Collection entries
_ _ _ _ _ _ _

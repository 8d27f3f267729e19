//! Disassembly options.

use std::path::{Path, PathBuf};

/// Default cap on bytes read from the input, matching a single 1 KiB read.
pub const DEFAULT_MAX_BYTES: usize = 1024;

/// Where instruction bytes come from.
#[derive(Clone, Debug, Default, PartialEq, Eq)]
pub enum InputSource {
    /// Standard input.
    #[default]
    Stdin,
    /// A file on disk.
    File(PathBuf),
}

impl InputSource {
    /// Interpret a CLI path argument; `-` means standard input.
    #[must_use]
    pub fn from_arg(path: Option<&Path>) -> Self {
        match path {
            Some(path) if path != Path::new("-") => Self::File(path.to_path_buf()),
            _ => Self::Stdin,
        }
    }
}

/// Options for a disassembly run.
#[derive(Clone, Debug, PartialEq, Eq)]
pub struct DisasmOptions {
    /// Input source.
    pub input: InputSource,
    /// Maximum number of bytes to read (0 = whole input).
    pub max_bytes: usize,
    /// Style diagnostics with terminal colors.
    pub color: bool,
}

impl Default for DisasmOptions {
    fn default() -> Self {
        Self {
            input: InputSource::default(),
            max_bytes: DEFAULT_MAX_BYTES,
            color: false,
        }
    }
}

impl DisasmOptions {
    /// Create default options.
    #[must_use]
    pub fn new() -> Self {
        Self::default()
    }

    /// Set input source.
    #[must_use]
    pub fn with_input(mut self, input: InputSource) -> Self {
        self.input = input;
        self
    }

    /// Set maximum number of bytes to read (0 = whole input).
    #[must_use]
    pub const fn with_max_bytes(mut self, max_bytes: usize) -> Self {
        self.max_bytes = max_bytes;
        self
    }

    /// Enable or disable colored diagnostics.
    #[must_use]
    pub const fn with_color(mut self, color: bool) -> Self {
        self.color = color;
        self
    }

    /// Byte limit, or `None` when the whole input should be read.
    #[must_use]
    pub const fn byte_limit(&self) -> Option<usize> {
        if self.max_bytes == 0 {
            None
        } else {
            Some(self.max_bytes)
        }
    }
}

_ _ _ _ _ _ _

PROBLEM REQUIREMENTS: Above are the records; from them, give again exactly the lines from the one containing "Set maximum number" through the one containing "should be read.", both included.

OUTPUT BELOW:
    /// Set maximum number of bytes to read (0 = whole input).
    #[must_use]
    pub const fn with_max_bytes(mut self, max_bytes: usize) -> Self {
        self.max_bytes = max_bytes;
        self
    }

    /// Enable or disable colored diagnostics.
    #[must_use]
    pub const fn with_color(mut self, color: bool) -> Self {
        self.color = color;
        self
    }

    /// Byte limit, or `None` when the whole input should be read.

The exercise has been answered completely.